Finding good information on low-cost servos is difficult. In the next articles, I will describe my informal journey finding and identifying the motor parameters for a SG90 9-gram servo motor. These motors are ubiquitous at the low end of robotics parts, and are thus quite attractive for making affordable robots in the classroom. The quality of these motors varies widely, however, and little information has been collected on them in one place. Different manufacturers often give only some specifications.
So here is my attempt at modeling an SG90 servo using as much information as I could find on the web, plus a little elbow grease to put it all together.
I used only tools I would imagine a resourceful citizen scientist would have, including:
Other tools that would have greatly helped include a multimeter with current sensing and USB data output, oscilloscope, or current sensor. These tools would have let me measure current usage over time, including at startup/stall and in no-load conditions. Without this tool, I had to rely on manufacturers’ data sheets and my own memory of prior tests.
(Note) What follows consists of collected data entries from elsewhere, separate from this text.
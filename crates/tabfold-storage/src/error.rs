//! Storage error types

use thiserror::Error;

#[derive(Error, Debug)]
pub enum StorageError {
    #[error("SQLite error: {0}")]
    Sqlite(#[from] rusqlite::Error),

    #[error("Storage unavailable: {0}")]
    Unavailable(String),
}
//! Last-active tab persistence
//!
//! Best effort only: a failing store never blocks a switch, it just means
//! the choice is forgotten on reload.

use parking_lot::Mutex;
use std::collections::HashMap;
use std::fmt;
use std::sync::Arc;
use tabfold_storage::{Database, StorageError};

use crate::config::TabConfig;

/// Durable key/value storage.
pub trait SettingsBackend: Send + Sync {
    fn read(&self, key: &str) -> Result<Option<String>, StorageError>;
    fn write(&self, key: &str, value: &str) -> Result<(), StorageError>;
}

impl SettingsBackend for Database {
    fn read(&self, key: &str) -> Result<Option<String>, StorageError> {
        self.get_setting(key)
    }

    fn write(&self, key: &str, value: &str) -> Result<(), StorageError> {
        self.set_setting(key, value)
    }
}

/// Settings that live as long as the process.
#[derive(Default)]
pub struct MemorySettings {
    values: Mutex<HashMap<String, String>>,
}

impl MemorySettings {
    pub fn new() -> Self {
        Self::default()
    }
}

impl SettingsBackend for MemorySettings {
    fn read(&self, key: &str) -> Result<Option<String>, StorageError> {
        Ok(self.values.lock().get(key).cloned())
    }

    fn write(&self, key: &str, value: &str) -> Result<(), StorageError> {
        self.values.lock().insert(key.to_string(), value.to_string());
        Ok(())
    }
}

/// Reads and writes the active tab id under one namespaced key.
#[derive(Clone)]
pub struct PreferenceStore {
    key: Option<String>,
    backend: Option<Arc<dyn SettingsBackend>>,
}

impl PreferenceStore {
    pub fn new(key: Option<String>, backend: Arc<dyn SettingsBackend>) -> Self {
        Self {
            key,
            backend: Some(backend),
        }
    }

    /// Use the storage key declared in `config`.
    pub fn for_config(config: &TabConfig, backend: Arc<dyn SettingsBackend>) -> Self {
        Self::new(config.storage_key().map(str::to_string), backend)
    }

    /// Nothing is remembered.
    pub fn disabled() -> Self {
        Self {
            key: None,
            backend: None,
        }
    }

    pub fn key(&self) -> Option<&str> {
        self.key.as_deref()
    }

    pub fn save(&self, tab_id: &str) {
        let (Some(key), Some(backend)) = (self.key.as_deref(), self.backend.as_ref()) else {
            return;
        };

        if let Err(e) = backend.write(key, tab_id) {
            tracing::debug!(key = %key, error = %e, "Tab preference not saved");
        }
    }

    pub fn load(&self) -> Option<String> {
        let (Some(key), Some(backend)) = (self.key.as_deref(), self.backend.as_ref()) else {
            return None;
        };

        match backend.read(key) {
            Ok(value) => value,
            Err(e) => {
                tracing::debug!(key = %key, error = %e, "Tab preference not loaded");
                None
            }
        }
    }
}

impl fmt::Debug for PreferenceStore {
    fn fmt(&self, f: &mut fmt::Formatter<'_>) -> fmt::Result {
        f.debug_struct("PreferenceStore")
            .field("key", &self.key)
            .field("backend", &self.backend.is_some())
            .finish()
    }
}

#[cfg(test)]
pub(crate) mod tests {
    use super::*;

    /// Backend whose every call fails, like a browser with storage disabled.
    pub(crate) struct UnavailableSettings;

    impl SettingsBackend for UnavailableSettings {
        fn read(&self, _key: &str) -> Result<Option<String>, StorageError> {
            Err(StorageError::Unavailable("disabled".to_string()))
        }

        fn write(&self, _key: &str, _value: &str) -> Result<(), StorageError> {
            Err(StorageError::Unavailable("quota exceeded".to_string()))
        }
    }

    #[test]
    fn test_memory_roundtrip() {
        let store = PreferenceStore::new(
            Some("active-tab".to_string()),
            Arc::new(MemorySettings::new()),
        );
        assert_eq!(store.load(), None);

        store.save("history");
        assert_eq!(store.load().as_deref(), Some("history"));
    }

    #[test]
    fn test_without_key_is_noop() {
        let backend = Arc::new(MemorySettings::new());
        let store = PreferenceStore::new(None, backend.clone());

        store.save("history");
        assert_eq!(store.load(), None);
        assert!(backend.values.lock().is_empty());

        let disabled = PreferenceStore::disabled();
        disabled.save("history");
        assert_eq!(disabled.load(), None);
    }

    #[test]
    fn test_failures_are_swallowed() {
        let store = PreferenceStore::new(Some("k".to_string()), Arc::new(UnavailableSettings));
        store.save("history");
        assert_eq!(store.load(), None);
    }

    #[test]
    fn test_database_backend() {
        let db = Database::open_in_memory().unwrap();
        let store = PreferenceStore::new(Some("k".to_string()), Arc::new(db.clone()));

        store.save("profile");
        assert_eq!(db.get_setting("k").unwrap().as_deref(), Some("profile"));
        assert_eq!(store.load().as_deref(), Some("profile"));
    }

    #[test]
    fn test_non_string_value_loads_as_empty() {
        let db = Database::open_in_memory().unwrap();
        db.with_connection(|conn| {
            conn.execute(
                "INSERT INTO settings (key, value, updated_at) VALUES ('k', x'00ff', '')",
                [],
            )?;
            Ok(())
        })
        .unwrap();

        let store = PreferenceStore::new(Some("k".to_string()), Arc::new(db));
        assert_eq!(store.load(), None);
    }
}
I already have my computer set up with the following tools
Note: In case you don’t have the parts on hand you can still follow along with the data. The tracker project file (with video) is linked here and the .csv output can be found here
I flashed micropython onto the ESP32 and crafted a simple program to alternate the servo 180 degrees every 2 seconds. I won’t go into detail on this step here, but feel free to poke around my website for other resources on ESP32, micropython, and servos. The code looked like this:
from machine import Pin, PWM
from time import sleep
frequency = 50
range_low = 28
range_high = 122
servo1 = PWM(Pin(14),frequency)
while(True):
servo1.duty(range_low)
sleep(1)
servo1.duty(range_high)
sleep(1)
I then plugged in my ESP32 to a half-size breadboard and wired up my servo. I hung the end of the servo off the edge of a desk and weighted it down so it wouldn’t move.
I wrapped a wire around my AA battery to rigidly attach it to the servo’s horn. I mounted the battery so it was mounted symmetrically about the rotational center of the servo.
I weighed my battery for use later
I used a small tripod to hold my cell phone approximately 12 inches away from my scene. I made sure my servo was in the center of my frame, that my camera was perpendicular to the plane of my experiment, and that my zoom was such that I was not using the “fish-eye” lens of my camera…in the case of a google pixel 6a, anything less than 1x uses the fish-eye lens that exhibits more warping around the edges. I did not bother to zoom in much, though, since I am not sure where digital zoom takes over. (Digital zoom doesn’t add any more information to the experiment, and can result in a worse image due to the extra image processing performed by the camera.)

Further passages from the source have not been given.